Amarah Danu

3K 148 4
                                    

"Benerin ke bengkel dulu kak. Takutnya nanti malah lebih parah. "Ujar Shinta yang sedari tadi sudah duduk di kursi kayu yang ada di garasi menunggui Kafka yang sedang membongkar sepeda motornya.

"Iya nda, besok deh kakak ke bengkel. "Jawab Kafka dan mulai memasang ulang setiap bagian dari sepeda motornya.

Mereka hanya berdua karena Caca dan Bella masih sekolah sedangkan Danu masih di ladang. 

Suara sepeda motor Danu membuat keduanya menoleh. Bella dan Caca turun dari sepeda motor dan berlari kearah Shinta dan Kafka.

"Kak Bella abis nangis? "Tanya Shinta karena melihat mata putrinya itu sembab.

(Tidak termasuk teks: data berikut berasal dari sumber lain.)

//! Script chunking.
//!
//! Splits a monologue into utterance-sized chunks that only break at
//! sentence boundaries.

use std::sync::LazyLock;

use regex::Regex;

use crate::chunk::Chunk;
use crate::error::LivecastError;

/// Default word budget per chunk.
pub const DEFAULT_MAX_WORDS_PER_CHUNK: usize = 50;

// A sentence ends in one or more terminal marks; trailing text without
// punctuation is still a sentence.
static SENTENCE_RE: LazyLock<Regex> =
    LazyLock::new(|| Regex::new(r"[^.!?]*[.!?]+|[^.!?]+$").expect("valid sentence pattern"));

/// Split text into sentences, trimmed, in input order.
pub fn split_sentences(text: &str) -> Vec<&str> {
    SENTENCE_RE
        .find_iter(text)
        .map(|m| m.as_str().trim())
        .filter(|s| !s.is_empty())
        .collect()
}

/// Split text into chunks of at most `max_words_per_chunk` words.
///
/// Whole sentences are packed greedily. A sentence is never split, so a
/// single sentence longer than the budget becomes a chunk on its own.
pub fn split_into_chunks(
    text: &str,
    max_words_per_chunk: usize,
) -> Result<Vec<String>, LivecastError> {
    if max_words_per_chunk == 0 {
        return Err(LivecastError::InvalidArgument(
            "max_words_per_chunk must be greater than zero".to_string(),
        ));
    }

    let mut chunks = Vec::new();
    let mut current: Vec<&str> = Vec::new();
    let mut current_words = 0;

    for sentence in split_sentences(text) {
        let sentence_words = sentence.split_whitespace().count();

        if current_words + sentence_words > max_words_per_chunk && !current.is_empty() {
            chunks.push(current.join(" "));
            current.clear();
            current_words = 0;
        }

        current.push(sentence);
        current_words += sentence_words;
    }

    if !current.is_empty() {
        chunks.push(current.join(" "));
    }

    Ok(chunks)
}

/// Chunk a script into ordered script-origin chunks.
pub fn chunk_script(text: &str, max_words_per_chunk: usize) -> Result<Vec<Chunk>, LivecastError> {
    Ok(split_into_chunks(text, max_words_per_chunk)?
        .into_iter()
        .map(Chunk::script)
        .collect())
}
//! Turns pending audience comments into spoken commentary.

use std::collections::HashSet;
use std::sync::{Arc, Mutex};

use tracing::{debug, warn};

use crate::chunk::Chunk;
use crate::comments::{Comment, CommentSource};
use crate::rewriter::Rewriter;

/// Line spoken after commentary that covered several comments.
pub const DEFAULT_COMMENTARY_CLOSING: &str = "Ok. Let's continue.";

/// Presenter persona given to the rewriter.
pub const DEFAULT_PERSONA: &str = r#"You are a charismatic and engaging livestream host. Your job is to respond to viewer comments in a way that is:

Concise - Keep it short and to the point.

Entertaining - Add personality, wit, and light humor.

Natural - Sound like you're speaking live, not reading a script.

Interactive - Maintain flow and bridge smoothly to the next comment or topic.

Instructions:
You will be given viewer comments, each with an intended answer.
Rewrite them into a spoken-style host response that feels fun, real, and keeps the energy high.
Always repeat each comment back first so the viewer knows you are addressing their question.
Keep the order of the comments.

Rules:
- Only output the host's spoken lines.
- No extra explanation, narration, or tags.
- Make it friendly, lively, and flowing."#;

/// Result of one drain cycle.
#[derive(Debug, Clone, Default, PartialEq, Eq)]
pub struct CommentaryBatch {
    /// Comments seen this cycle, in arrival order.
    pub source_comments: Vec<Comment>,
    /// Commentary to speak, in order.
    pub result_chunks: Vec<Chunk>,
    /// Comment ids to acknowledge once the commentary is spoken.
    /// Empty whenever `result_chunks` is empty.
    pub ack_ids: Vec<String>,
}

impl CommentaryBatch {
    pub fn is_empty(&self) -> bool {
        self.result_chunks.is_empty()
    }
}

/// Drains pending comments into one rewrite call per cycle.
pub struct CommentBatcher {
    source: Arc<dyn CommentSource>,
    rewriter: Arc<dyn Rewriter>,
    persona: String,
    closing_line: Option<String>,
    /// Comments already spoken this session, acknowledged or not.
    answered: Mutex<HashSet<String>>,
}

impl CommentBatcher {
    pub fn new(source: Arc<dyn CommentSource>, rewriter: Arc<dyn Rewriter>) -> Self {
        Self {
            source,
            rewriter,
            persona: DEFAULT_PERSONA.to_string(),
            closing_line: Some(DEFAULT_COMMENTARY_CLOSING.to_string()),
            answered: Mutex::new(HashSet::new()),
        }
    }

    /// Override the presenter persona.
    pub fn with_persona(mut self, persona: impl Into<String>) -> Self {
        self.persona = persona.into();
        self
    }

    /// Set or disable the closing line after multi-comment commentary.
    pub fn with_closing_line(mut self, closing_line: Option<String>) -> Self {
        self.closing_line = closing_line.filter(|line| !line.trim().is_empty());
        self
    }

    pub fn source(&self) -> Arc<dyn CommentSource> {
        Arc::clone(&self.source)
    }

    /// Record comments whose commentary has been spoken. Later drains skip
    /// them even while their acknowledgment is still in flight or failed.
    pub fn mark_answered(&self, comment_ids: &[String]) {
        if let Ok(mut answered) = self.answered.lock() {
            answered.extend(comment_ids.iter().cloned());
        }
    }

    fn skip_answered(&self, comments: &mut Vec<Comment>) {
        let Ok(answered) = self.answered.lock() else {
            return;
        };
        let before = comments.len();
        comments.retain(|c| !answered.contains(&c.id));
        if comments.len() < before {
            debug!(skipped = before - comments.len(), "skipping comments already answered");
        }
    }

    /// Pull every pending comment and rewrite them as one batch.
    ///
    /// Never fails: any collaborator error yields an empty batch and the
    /// comments stay pending for the next cycle.
    pub async fn drain(&self) -> CommentaryBatch {
        let mut comments = match self.source.list_pending().await {
            Ok(comments) => comments,
            Err(e) => {
                warn!(error = %e, "failed to list pending comments; skipping commentary");
                return CommentaryBatch::default();
            }
        };
        self.skip_answered(&mut comments);

        if comments.is_empty() {
            return CommentaryBatch::default();
        }

        let request = build_rewrite_request(&comments);
        debug!(comments = comments.len(), "rewriting pending comments");

        let rewritten = match self.rewriter.rewrite(&self.persona, &request).await {
            Ok(text) if !text.trim().is_empty() => text.trim().to_string(),
            Ok(_) => {
                warn!(comments = comments.len(), "rewrite returned no text; comments stay pending");
                return empty_batch(comments);
            }
            Err(e) => {
                warn!(error = %e, comments = comments.len(), "rewrite failed; comments stay pending");
                return empty_batch(comments);
            }
        };

        let mut result_chunks = vec![Chunk::commentary(rewritten)];
        if comments.len() > 1 {
            if let Some(closing) = &self.closing_line {
                result_chunks.push(Chunk::commentary(closing.clone()));
            }
        }

        let ack_ids = comments.iter().map(|c| c.id.clone()).collect();

        CommentaryBatch {
            source_comments: comments,
            result_chunks,
            ack_ids,
        }
    }
}

fn empty_batch(comments: Vec<Comment>) -> CommentaryBatch {
    CommentaryBatch {
        source_comments: comments,
        result_chunks: Vec::new(),
        ack_ids: Vec::new(),
    }
}

/// Combine comments into one rewrite request, preserving arrival order.
pub fn build_rewrite_request(comments: &[Comment]) -> String {
    comments
        .iter()
        .map(|c| format!("comment: {}\nanswer: {}\n\n", c.question, c.answer))
        .collect()
}
//! Live audience comments and the services that provide them.

use std::time::Duration;

use async_trait::async_trait;
use reqwest::Url;
use serde::{Deserialize, Serialize};
use tracing::debug;

use crate::error::LivecastError;

/// An audience comment paired with its intended answer.
#[derive(Debug, Clone, Serialize, Deserialize, PartialEq, Eq)]
pub struct Comment {
    /// Unique identifier assigned by the comment service.
    #[serde(rename = "comment_id")]
    pub id: String,
    /// What the viewer asked.
    pub question: String,
    /// The prepared answer to deliver.
    pub answer: String,
}

impl Comment {
    pub fn new(
        id: impl Into<String>,
        question: impl Into<String>,
        answer: impl Into<String>,
    ) -> Self {
        Self {
            id: id.into(),
            question: question.into(),
            answer: answer.into(),
        }
    }
}

/// A source of pending comments.
///
/// Implementations must stop returning a comment once it has been
/// acknowledged successfully. Returned comments are in arrival order.
#[async_trait]
pub trait CommentSource: Send + Sync {
    /// List every comment still waiting to be addressed.
    async fn list_pending(&self) -> Result<Vec<Comment>, LivecastError>;

    /// Mark a comment as handled.
    async fn acknowledge(&self, comment_id: &str) -> Result<(), LivecastError>;
}

/// Comment source used when no comment service is configured.
#[derive(Debug, Default, Clone)]
pub struct EmptyCommentSource;

#[async_trait]
impl CommentSource for EmptyCommentSource {
    async fn list_pending(&self) -> Result<Vec<Comment>, LivecastError> {
        Ok(Vec::new())
    }

    async fn acknowledge(&self, _comment_id: &str) -> Result<(), LivecastError> {
        Ok(())
    }
}

#[derive(Debug, Deserialize)]
struct PendingResponse {
    #[serde(default)]
    responses: Vec<Comment>,
}

/// Comment service reached over HTTP.
///
/// `GET {base}/responses` lists pending comments and
/// `POST {base}/responses/{id}/ack` acknowledges one.
pub struct HttpCommentSource {
    base_url: Url,
    client: reqwest::Client,
}

impl HttpCommentSource {
    pub fn new(base_url: impl AsRef<str>, timeout: Duration) -> Result<Self, LivecastError> {
        let base_url = Url::parse(base_url.as_ref()).map_err(|e| {
            LivecastError::ConfigError(format!("Invalid comment service URL: {}", e))
        })?;
        if base_url.cannot_be_a_base() {
            return Err(LivecastError::ConfigError(format!(
                "Invalid comment service URL: {}",
                base_url
            )));
        }

        let client = reqwest::Client::builder()
            .timeout(timeout)
            .build()
            .map_err(|e| LivecastError::ConfigError(format!("Failed to create HTTP client: {}", e)))?;

        Ok(Self { base_url, client })
    }

    /// Append path segments to the base URL, percent-encoding each one.
    fn endpoint(&self, segments: &[&str]) -> Result<Url, LivecastError> {
        let mut url = self.base_url.clone();
        url.path_segments_mut()
            .map_err(|_| {
                LivecastError::ConfigError(format!("Invalid comment service URL: {}", self.base_url))
            })?
            .pop_if_empty()
            .extend(segments);
        Ok(url)
    }

    fn pending_url(&self) -> Result<Url, LivecastError> {
        self.endpoint(&["responses"])
    }

    fn ack_url(&self, comment_id: &str) -> Result<Url, LivecastError> {
        self.endpoint(&["responses", comment_id, "ack"])
    }
}

#[async_trait]
impl CommentSource for HttpCommentSource {
    async fn list_pending(&self) -> Result<Vec<Comment>, LivecastError> {
        let response: PendingResponse = self
            .client
            .get(self.pending_url()?)
            .send()
            .await?
            .error_for_status()?
            .json()
            .await?;

        debug!(count = response.responses.len(), "fetched pending comments");
        Ok(response.responses)
    }

    async fn acknowledge(&self, comment_id: &str) -> Result<(), LivecastError> {
        if comment_id.trim().is_empty() {
            return Err(LivecastError::InvalidArgument(
                "comment id is required".to_string(),
            ));
        }

        self.client
            .post(self.ack_url(comment_id)?)
            .header(reqwest::header::CONTENT_TYPE, "application/json")
            .send()
            .await?
            .error_for_status()?;

        Ok(())
    }
}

Bella hanya diam tak menjawab.

"Anakmu bun. Masih kecil udah berani pacaran. Mana udah mau ujian juga. "Seru Danu menjawab pertanyaan yang dilontarkan oleh istrinya tadi.

'Gila, ikut bikin aja enggak. Main anakmu anakmu.' batin Shinta tak berani mengungkapkan.

"Kakak Bella sama Kakak Caca ke kamar dulu ya ganti baju. "Pinta Shinta kepada kedua putrinya.

Keduanya mengangguk dan berjalan kedalam rumah tanpa mengucapkan satu katapun.

"Sini mas, duduk. "Pinta Shinta kepada suaminya. Dia menepuk kursi yang ada disampingnya.

Sementara Kafka masih sibuk dengan sepeda motornya yang tak jauh dari tempat kedua orangtuanya duduk.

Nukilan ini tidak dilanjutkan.